O termo "dar trabalho" sugere uma certa inabilidade --e altas doses de ansiedade-- dos adultos em lidar com a sexualidade dos filhos. "Querendo ou não, o sexo ainda é um assunto tabu. Embora hoje os pais contem com recursos para iniciar uma conversa, como livros que abordem o assunto de forma clara, muitos ainda não se sentem preparados para falar sobre o tema. Isso acontece porque muitos acreditam que conversar poderia gerar ainda mais curiosidade na criança, o que não é verdade", conta Monica.
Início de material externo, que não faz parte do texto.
use std::collections::HashSet;

/// Artifact names whose bundled manifest has already been expanded.
///
/// Nested manifests may refer back to each other; checking here before
/// descending keeps expansion finite.
#[derive(Debug, Default)]
pub struct ManifestVisits {
    visited: HashSet<String>,
}

impl ManifestVisits {
    pub fn new() -> Self {
        Self::default()
    }

    /// Mark the manifest bundled in `artifact_name` as expanded. Returns
    /// `false` if it already was.
    pub fn visit(&mut self, artifact_name: &str) -> bool {
        self.visited.insert(artifact_name.to_string())
    }

    pub fn contains(&self, artifact_name: &str) -> bool {
        self.visited.contains(artifact_name)
    }

    pub fn len(&self) -> usize {
        self.visited.len()
    }

    pub fn is_empty(&self) -> bool {
        self.visited.is_empty()
    }
}
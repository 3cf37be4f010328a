//! Source registration, transitive expansion and resolution.
//!
//! Registering a source materializes its artifact through the store, adds it
//! to the registry and the demand graph, then (optionally) pulls every stored
//! version of each transitive dependency name into the graph, breadth-first.
//! Manifests bundled inside source artifacts are expanded into further
//! sources when enabled, with a visit set bounding circular references.

use std::collections::{BTreeMap, BTreeSet, VecDeque};
use std::sync::Arc;

use pantry_core::artifact::CachedArtifact;
use pantry_core::config::ResolverConfig;
use pantry_core::constraint::Version;
use pantry_core::lockfile::Lockfile;
use pantry_core::source::Source;
use pantry_core::store::{ArtifactStore, ManifestReader};

use crate::error::{ResolveError, ResolveResult};
use crate::graph::{ArtifactId, Demand, DependencyGraph};
use crate::registry::ArtifactRegistry;
use crate::solver::Solver;
use crate::visited::ManifestVisits;

pub struct Resolver<'a> {
    store: &'a dyn ArtifactStore,
    manifests: Option<&'a dyn ManifestReader>,
    config: ResolverConfig,
    sources: BTreeMap<String, Source>,
    registry: ArtifactRegistry,
    graph: DependencyGraph,
    /// Dependency names whose stored versions are already in the graph.
    expanded: BTreeSet<String>,
    /// Shared by every `add_source` call, so a manifest reached again through
    /// a later registration is not expanded twice.
    visited: ManifestVisits,
}

impl<'a> Resolver<'a> {
    pub fn new(store: &'a dyn ArtifactStore) -> Self {
        Self {
            store,
            manifests: None,
            config: ResolverConfig::default(),
            sources: BTreeMap::new(),
            registry: ArtifactRegistry::new(),
            graph: DependencyGraph::new(),
            expanded: BTreeSet::new(),
            visited: ManifestVisits::new(),
        }
    }

    pub fn with_config(mut self, config: ResolverConfig) -> Self {
        self.config = config;
        self
    }

    /// Reader for manifests bundled inside artifacts. Only consulted when
    /// `nested-manifests` is enabled.
    pub fn with_manifest_reader(mut self, reader: &'a dyn ManifestReader) -> Self {
        self.manifests = Some(reader);
        self
    }

    pub fn config(&self) -> &ResolverConfig {
        &self.config
    }

    /// Register a source and, if `include_dependencies`, everything it pulls in.
    ///
    /// Fails without touching any state if a source of the same name exists
    /// or the source's artifact can't be materialized.
    pub fn add_source(&mut self, source: Source, include_dependencies: bool) -> ResolveResult<()> {
        if self.sources.contains_key(source.name()) {
            return Err(ResolveError::DuplicateSourceDefined {
                name: source.name().to_string(),
            });
        }

        let source = self.materialize(source)?;
        let Some(artifact) = source.cached_artifact().cloned() else {
            return Err(ResolveError::NotDownloaded {
                name: source.name().to_string(),
            });
        };
        tracing::debug!("Registering source {source} at {}", artifact.version());

        self.register_source_artifact(Arc::clone(&artifact), include_dependencies);
        self.sources.insert(source.name().to_string(), source);

        if include_dependencies {
            self.expand_dependencies(&artifact)?;
            self.expand_nested_manifest(&artifact)?;
        }
        Ok(())
    }

    pub fn get_source(&self, name: &str) -> ResolveResult<&Source> {
        self.sources
            .get(name)
            .ok_or_else(|| ResolveError::SourceNotFound {
                name: name.to_string(),
            })
    }

    pub fn has_source(&self, name: &str) -> bool {
        self.sources.contains_key(name)
    }

    /// Registered sources, ordered by name.
    pub fn sources(&self) -> impl Iterator<Item = &Source> {
        self.sources.values()
    }

    pub fn graph(&self) -> &DependencyGraph {
        &self.graph
    }

    pub fn registry(&self) -> &ArtifactRegistry {
        &self.registry
    }

    /// Resolve the named sources (every registered source if `None`) to the
    /// full set of artifacts they need, ordered by name.
    pub fn resolve(&self, names: Option<&[&str]>) -> ResolveResult<Vec<Arc<CachedArtifact>>> {
        let roots = match names {
            Some(names) => names
                .iter()
                .map(|name| self.get_source(name))
                .collect::<ResolveResult<Vec<_>>>()?,
            None => self.sources.values().collect(),
        };
        let demands: Vec<Demand> = roots
            .iter()
            .map(|s| Demand::new(s.name(), s.constraint().clone()))
            .collect();

        // A registered source stands for exactly the artifact it materialized.
        let pins: BTreeMap<String, Version> = self
            .sources
            .values()
            .filter_map(|s| Some((s.name().to_string(), s.resolved_version()?.clone())))
            .collect();

        let assignment = Solver::new(&self.graph)
            .with_pins(pins)
            .with_max_steps(self.config.solver.max_steps)
            .solve(&demands)?;

        let artifacts = assignment
            .iter()
            .map(|(name, version)| self.artifact_for(name, version))
            .collect::<ResolveResult<Vec<_>>>()?;

        tracing::info!(
            "Resolved {} artifacts for {} sources",
            artifacts.len(),
            demands.len()
        );
        Ok(artifacts)
    }

    /// Record a resolution against the registered sources.
    pub fn lockfile(&self, artifacts: &[Arc<CachedArtifact>]) -> Lockfile {
        Lockfile::from_resolution(self.sources.values(), artifacts)
    }

    fn materialize(&self, source: Source) -> ResolveResult<Source> {
        let artifact = match source.cached_artifact() {
            Some(artifact) => Arc::clone(artifact),
            None => {
                if !self.store.is_downloaded(&source) {
                    return Err(ResolveError::NotDownloaded {
                        name: source.name().to_string(),
                    });
                }
                let cached = self.store.cached_artifact(&source)?.ok_or_else(|| {
                    ResolveError::NotDownloaded {
                        name: source.name().to_string(),
                    }
                })?;
                Arc::new(cached)
            }
        };

        let invalid = |reason: String| ResolveError::InvalidArtifact {
            name: source.name().to_string(),
            reason,
        };
        if artifact.name() != source.name() {
            return Err(invalid(format!("artifact is named '{}'", artifact.name())));
        }
        source
            .location()
            .validate_cached(&artifact)
            .map_err(|e| invalid(e.to_string()))?;
        if !source.constraint().matches(artifact.version()) {
            return Err(invalid(format!(
                "version {} does not satisfy {}",
                artifact.version(),
                source.constraint()
            )));
        }

        Ok(source.with_cached(artifact))
    }

    /// Make a source's artifact the one registered for its name and version,
    /// displacing any stored copy pulled in by earlier expansion. Its demands
    /// are recorded only when dependencies are included.
    fn register_source_artifact(&mut self, artifact: Arc<CachedArtifact>, include_demands: bool) {
        if let Some(previous) = self.registry.replace(Arc::clone(&artifact)) {
            tracing::debug!("Source artifact replaces expanded {previous}");
        }
        let node = self
            .graph
            .artifact(artifact.name(), artifact.version().clone());
        node.clear_demands();
        if include_demands {
            for (name, constraint) in artifact.dependencies() {
                node.add_demand(name, constraint.clone());
            }
        }
    }

    /// Put a stored artifact in the registry and give it a graph node with its
    /// demands. An artifact already registered for that version is kept.
    fn add_artifact(&mut self, artifact: Arc<CachedArtifact>) {
        let id = ArtifactId::new(artifact.name(), artifact.version().clone());
        if !self.registry.insert(Arc::clone(&artifact)) {
            tracing::trace!("{id} already registered");
            return;
        }
        let node = self.graph.artifact(&id.name, id.version.clone());
        for (name, constraint) in artifact.dependencies() {
            node.add_demand(name, constraint.clone());
        }
    }

    /// Pull every stored version of each transitive dependency of `root` into
    /// the graph, breadth-first. Each name is expanded once per resolver.
    fn expand_dependencies(&mut self, root: &CachedArtifact) -> ResolveResult<()> {
        let mut queue: VecDeque<String> = root.dependencies().keys().cloned().collect();

        while let Some(name) = queue.pop_front() {
            if !self.expanded.insert(name.clone()) {
                continue;
            }
            let mut versions = self.store.versions(&name)?;
            versions.sort();
            tracing::debug!("Expanding {name}: {} stored versions", versions.len());

            for artifact in versions {
                if artifact.name() != name {
                    tracing::warn!(
                        "Store returned {} while listing {name}; skipping",
                        artifact.name()
                    );
                    continue;
                }
                queue.extend(
                    artifact
                        .dependencies()
                        .keys()
                        .filter(|dep| !self.expanded.contains(*dep))
                        .cloned(),
                );
                self.add_artifact(Arc::new(artifact));
            }
        }
        Ok(())
    }

    /// Register the sources of the manifest bundled in `artifact`, if any.
    fn expand_nested_manifest(&mut self, artifact: &CachedArtifact) -> ResolveResult<()> {
        if !self.config.nested_manifests {
            return Ok(());
        }
        let Some(reader) = self.manifests else {
            return Ok(());
        };
        if !self.visited.visit(artifact.name()) {
            tracing::debug!("Manifest of {} already expanded", artifact.name());
            return Ok(());
        }
        let Some(nested) = reader.nested_sources(artifact)? else {
            return Ok(());
        };

        tracing::debug!(
            "Expanding manifest bundled in {} ({} sources)",
            artifact.name(),
            nested.len()
        );
        for source in nested {
            if self.has_source(source.name()) {
                tracing::debug!("Skipping nested source {}: already registered", source.name());
                continue;
            }
            self.add_source(source, true)?;
        }
        Ok(())
    }

    fn artifact_for(&self, name: &str, version: &Version) -> ResolveResult<Arc<CachedArtifact>> {
        let from_source = self
            .sources
            .get(name)
            .and_then(Source::cached_artifact)
            .filter(|a| a.version() == version);
        from_source
            .or_else(|| self.registry.get(name, version))
            .cloned()
            .ok_or_else(|| ResolveError::ArtifactNotFound {
                name: name.to_string(),
                version: version.clone(),
            })
    }
}
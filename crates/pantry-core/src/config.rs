use pantry_util::errors::{PantryError, PantryResult};
use serde::{Deserialize, Serialize};
use std::path::{Path, PathBuf};

/// Resolver settings, usually read from `pantry.toml`.
#[derive(Debug, Clone, Default, Serialize, Deserialize)]
#[serde(rename_all = "kebab-case")]
pub struct ResolverConfig {
    /// Expand manifests bundled inside artifacts into further sources.
    #[serde(default)]
    pub nested_manifests: bool,

    #[serde(default)]
    pub store: StoreConfig,

    #[serde(default)]
    pub solver: SolverConfig,
}

/// Artifact store settings from `[store]`.
#[derive(Debug, Clone, Serialize, Deserialize)]
pub struct StoreConfig {
    #[serde(default = "default_store_dir")]
    pub dir: String,
}

impl Default for StoreConfig {
    fn default() -> Self {
        Self {
            dir: default_store_dir(),
        }
    }
}

fn default_store_dir() -> String {
    "~/.pantry/store".to_string()
}

impl StoreConfig {
    /// The store directory with a leading `~/` expanded against `$HOME`.
    pub fn resolved_dir(&self) -> PathBuf {
        let home = std::env::var_os("HOME")
            .or_else(|| std::env::var_os("USERPROFILE"))
            .map(PathBuf::from);
        pantry_util::fs::expand_home(&self.dir, home.as_deref())
    }
}

/// Search settings from `[solver]`.
#[derive(Debug, Clone, Default, Serialize, Deserialize)]
#[serde(rename_all = "kebab-case")]
pub struct SolverConfig {
    /// Upper bound on candidate attempts before giving up; unbounded if unset.
    #[serde(default)]
    pub max_steps: Option<u64>,
}

impl ResolverConfig {
    /// Load configuration from `path`, or return defaults if the file doesn't exist.
    pub fn from_path(path: &Path) -> PantryResult<Self> {
        if !path.is_file() {
            tracing::debug!("No resolver config at {}, using defaults", path.display());
            return Ok(Self::default());
        }
        let content = std::fs::read_to_string(path).map_err(|e| PantryError::Config {
            message: format!("Failed to read {}: {e}", path.display()),
        })?;
        Self::parse_toml(&content)
    }

    pub fn parse_toml(content: &str) -> PantryResult<Self> {
        toml::from_str(content).map_err(|e| PantryError::Config {
            message: format!("Failed to parse resolver config: {e}"),
        })
    }
}
use miette::Diagnostic;
use thiserror::Error;

/// Unified error type for Pantry collaborators: manifests, stores, lockfiles.
#[derive(Debug, Error, Diagnostic)]
pub enum PantryError {
    /// I/O operation failed.
    #[error("I/O error: {0}")]
    Io(#[from] std::io::Error),

    /// Invalid or malformed manifest (e.g. Pantryfile.toml).
    #[error("Manifest error: {message}")]
    #[diagnostic(help("Check your Pantryfile.toml for syntax errors"))]
    Manifest { message: String },

    /// Invalid resolver configuration.
    #[error("Config error: {message}")]
    Config { message: String },

    /// A version or version constraint could not be parsed.
    #[error("Invalid version constraint: {message}")]
    #[diagnostic(help("Use an operator such as `=`, `>=`, `<` or `~>` followed by a version"))]
    Constraint { message: String },

    /// An artifact's metadata could not be read or parsed.
    #[error("Metadata error: {message}")]
    Metadata { message: String },

    /// Reading or writing the lockfile failed.
    #[error("Lockfile error: {message}")]
    Lockfile { message: String },

    /// Catch-all for miscellaneous errors.
    #[error("{message}")]
    Generic { message: String },
}

/// Convenience alias for results carrying a [`PantryError`].
pub type PantryResult<T> = Result<T, PantryError>;
//! Shared utilities for Pantry.
//!
//! This crate provides cross-cutting concerns used by all other Pantry crates:
//! the unified error type and small filesystem helpers.

pub mod errors;
pub mod fs;
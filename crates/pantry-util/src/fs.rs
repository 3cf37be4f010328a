use std::io;
use std::path::{Path, PathBuf};

/// Nearest directory at or above `start` that holds a file named `filename`.
pub fn find_ancestor_with(start: &Path, filename: &str) -> Option<PathBuf> {
    start
        .ancestors()
        .find(|dir| dir.join(filename).is_file())
        .map(Path::to_path_buf)
}

/// Create `path` and any missing parents. An existing directory is left alone;
/// an existing file at `path` is an error.
pub fn ensure_dir(path: &Path) -> io::Result<()> {
    std::fs::create_dir_all(path)
}

/// Expand a leading `~/` against `home`.
///
/// Paths without the prefix, or a missing home directory, leave the input as is.
pub fn expand_home(path: &str, home: Option<&Path>) -> PathBuf {
    match (path.strip_prefix("~/"), home) {
        (Some(rest), Some(home)) => home.join(rest),
        _ => PathBuf::from(path),
    }
}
Outras características merecem destaque
Todo e qualquer elogio que esteja especificamente atrelado às características da criança sobre as quais ela não tem controle deveriam ser limados do vocabulário dos adultos, como "você parece uma princesa/um príncipe", pelo potencial culturalmente repressivo. Da mesma forma, é preciso fugir de incentivos a comportamentos adultizados, como pedir para beijar o "namoradinho" na escola ou contar para os avós sobre o "namoro". "É necessário e urgente parar de enfatizar a sexualidade desde tão cedo. Nossas crianças já tem contato com muitas coisas antes da hora através da internet e não precisam dos adultos ao redor validando essa pressa para que a infância acabe", pondera Paula.
Esse período da vida é importantíssimo para os pequenos se voltarem para o mundo com um olhar pesquisador, curioso, e testá-lo. Estigmatizar e rotular as crianças, na opinião de Deborah Moss, neuropsicóloga especialista em comportamento infantil e mestre em Psicologia do Desenvolvimento pela USP (Universidade de São Paulo), acaba restringindo possibilidades e a própria construção da identidade. Assim, algumas frases tida como elogiosas podem inflar o ego dos pais, não deveriam ser ditas --e, quando ouvidas pelos pais, esses deveriam tentar minimizar sua influência, chamando a atenção para outros pontos fortes da criança. "É preciso pensar de forma global, valorizando qualidades como inteligência, esperteza, rapidez de raciocínio, sociabilidade", diz Deborah. No caso de terceiros, conhecer melhor a criança e interagir com ela também pode ajudar a enriquecer o repertório de características a elogiar.